Among
the lowlights of the jobs report for April
was the news that the share of adults who
are either working or looking for work
fell. For men, this measure — called the
labor force participation rate — was at
its lowest level since 1948, when the
government first began keeping track.
I’ve received a number of
e-mails from readers asking whether this
decline can be attributed to the wave of
baby-boomer retirements.
Yes, as America ages, its
overall labor force participation rate
will fall because older people are less
likely to work. But even excluding older
Americans, labor force participation rates
have still fallen sharply over the last
few decades, and especially in the last
five years.
This chart shows the share
of Americans 25 to 54 years old who are
involved in the labor force, either by
working or actively looking for work:
Source: Bureau of
Labor Statistics
As you can see, this age
group is also dropping out of the labor
force. The participation rate fell after
the 2001 recession, never recovered, and
then started another slide that began in
the financial crisis. This trend among
prime-working-age Americans cannot be
explained by baby boomers’ retiring.
You may notice that the
labor force participation rate had been
climbing from the 1940s through about
1990. That rise reflects the fact that
more women entered the labor force as
gender roles evolved.
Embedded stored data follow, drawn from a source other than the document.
use std::fs;
use std::path::{Path, PathBuf};

use chrono::{DateTime, Utc};
use footprint_core::{
    normalize_path, resolve_under_root, BundleInfo, InstallScope, InstallationBaseline,
    IntegrityReport, ProgressObserver, ProgressTracker, UninstallPolicy, UninstallReport,
};
use tracing::{info, warn};

use crate::executor::{execute_plan, ExecutionContext};
use crate::plan::{plan_uninstall, PlanInput};
use crate::verify::{verify_baseline, verify_baseline_with};
use crate::{BaselineStore, UninstallError};

#[derive(Debug, Clone)]
pub struct UninstallOptions {
    pub scope: InstallScope,
    pub policy: UninstallPolicy,
    pub target_dir: PathBuf,
    pub create_backup: bool,
    /// Files the user added after install. Only used when they exist and lie
    /// inside the target root.
    pub user_created: Vec<PathBuf>,
    pub backup_root: Option<PathBuf>,
}

#[derive(Debug, Clone, PartialEq, Eq)]
pub struct InstallationStatus {
    pub scope: InstallScope,
    pub installed_at: DateTime<Utc>,
    pub target_root: PathBuf,
    pub bundle: BundleInfo,
    pub tracked_files: usize,
}

pub struct Uninstaller {
    store: BaselineStore,
}

impl Uninstaller {
    pub fn new(store: BaselineStore) -> Self {
        Self { store }
    }

    pub fn store(&self) -> &BaselineStore {
        &self.store
    }

    /// Removes what the scope's baseline proves was installed.
    ///
    /// Without a baseline this returns `MissingBaseline` before touching the
    /// filesystem. Selection and target errors are also raised before any
    /// file is removed.
    pub fn uninstall(
        &self,
        options: &UninstallOptions,
        progress: &dyn ProgressObserver,
    ) -> Result<UninstallReport, UninstallError> {
        let tracker = ProgressTracker::new(progress);
        tracker.report(0, &format!("starting {} uninstall", options.policy.as_str()));

        let target = checked_target(&options.target_dir)?;
        tracker.report(5, "loading installation baseline");
        let baseline = self
            .store
            .load(options.scope)?
            .ok_or_else(|| UninstallError::MissingBaseline {
                scope: options.scope,
                target: target.clone(),
            })?;
        ensure_same_root(&baseline, &target)?;
        let root = baseline.target_root.as_path();
        tracker.report(10, &format!("loaded baseline with {} files", baseline.files.len()));

        let classifications = verify_baseline_with(&baseline, |done, total, path| {
            tracker.report_step(
                10,
                40,
                done,
                total,
                &format!("verified {done}/{total}: {}", path.display()),
            );
        });
        let summary = classifications.summary();
        info!(
            scope = %options.scope,
            intact = summary.intact,
            modified = summary.modified,
            deleted = summary.deleted,
            corrupted = summary.corrupted,
            "verified installation"
        );

        let user_created = existing_user_created(root, &options.user_created)?;
        let plan = plan_uninstall(&PlanInput {
            target_root: root,
            classifications: &classifications,
            user_created: &user_created,
            policy: &options.policy,
            verification_policy: &baseline.policy,
            create_backup: options.create_backup,
        })?;
        tracker.report(
            45,
            &format!(
                "planned {} removals, {} preserved",
                plan.to_remove.len(),
                plan.to_preserve.len()
            ),
        );

        let backup_root = options
            .backup_root
            .clone()
            .unwrap_or_else(|| self.store.layout().backups_dir());
        let report = execute_plan(
            &self.store,
            &plan,
            &ExecutionContext {
                scope: options.scope,
                policy: &options.policy,
                target_root: root,
                backup_root: &backup_root,
                total_files: baseline.files.len(),
                verification: summary,
            },
            &tracker,
        );
        tracker.report(100, "uninstall complete");
        Ok(report)
    }

    pub fn inspect(&self, scope: InstallScope) -> Result<IntegrityReport, UninstallError> {
        let baseline = self
            .store
            .load(scope)?
            .ok_or_else(|| UninstallError::MissingBaseline {
                scope,
                target: self.store.baseline_path(scope),
            })?;
        let classifications = verify_baseline(&baseline);
        Ok(
            IntegrityReport::from_classifications(scope, &classifications, Utc::now())
                .with_report_modifications(baseline.policy.report_modifications),
        )
    }

    pub fn status(&self) -> anyhow::Result<Vec<InstallationStatus>> {
        let mut statuses = Vec::new();
        for scope in self.store.list_scopes()? {
            let Some(baseline) = self.store.load(scope)? else {
                continue;
            };
            statuses.push(InstallationStatus {
                scope,
                installed_at: baseline.installed_at,
                tracked_files: baseline.files.len(),
                target_root: baseline.target_root,
                bundle: baseline.bundle_info,
            });
        }
        Ok(statuses)
    }
}

fn checked_target(target_dir: &Path) -> Result<PathBuf, UninstallError> {
    let absolute = if target_dir.is_absolute() {
        target_dir.to_path_buf()
    } else {
        std::env::current_dir()
            .map_err(|err| UninstallError::InvalidTarget {
                path: target_dir.to_path_buf(),
                reason: format!("cannot resolve relative path: {err}"),
            })?
            .join(target_dir)
    };
    let target = normalize_path(&absolute);

    match fs::metadata(&target) {
        Ok(metadata) if metadata.is_dir() => Ok(target),
        Ok(_) => Err(UninstallError::InvalidTarget {
            path: target,
            reason: "not a directory".to_string(),
        }),
        Err(err) => Err(UninstallError::InvalidTarget {
            path: target,
            reason: err.to_string(),
        }),
    }
}

fn ensure_same_root(baseline: &InstallationBaseline, target: &Path) -> Result<(), UninstallError> {
    if baseline.target_root == target {
        return Ok(());
    }
    let same_canonical = matches!(
        (baseline.target_root.canonicalize(), target.canonicalize()),
        (Ok(recorded), Ok(requested)) if recorded == requested
    );
    if same_canonical {
        return Ok(());
    }
    Err(UninstallError::InvalidTarget {
        path: target.to_path_buf(),
        reason: format!(
            "baseline for scope '{}' was recorded for {}",
            baseline.scope,
            baseline.target_root.display()
        ),
    })
}

fn existing_user_created(
    root: &Path,
    candidates: &[PathBuf],
) -> Result<Vec<PathBuf>, UninstallError> {
    let mut existing = Vec::new();
    for candidate in candidates {
        let resolved = resolve_under_root(root, candidate).ok_or_else(|| {
            UninstallError::InvalidSelection {
                path: candidate.clone(),
                root: root.to_path_buf(),
            }
        })?;
        match fs::symlink_metadata(&resolved) {
            Ok(metadata) if !metadata.is_dir() => existing.push(resolved),
            Ok(_) => warn!(path = %resolved.display(), "ignoring user-created directory"),
            Err(_) => {}
        }
    }
    Ok(existing)
}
Women’s labor force
participation rate continued rising
through the late 1990s, dropped a couple
of percentage points, and then more or
less flat-lined.
The main reason the labor
force has been declining in the last
couple of decades, then, is that men have
been dropping out in droves. Here is a
chart of labor force participation for
workers 25 to 54, but showing men only:
Source: Bureau of
Labor Statistics
Where
are all these men going, and how are they
supporting themselves, if they’re not in
the work force? My colleagues David
Leonhardt and Louis Uchitelle looked into
this question a few years ago.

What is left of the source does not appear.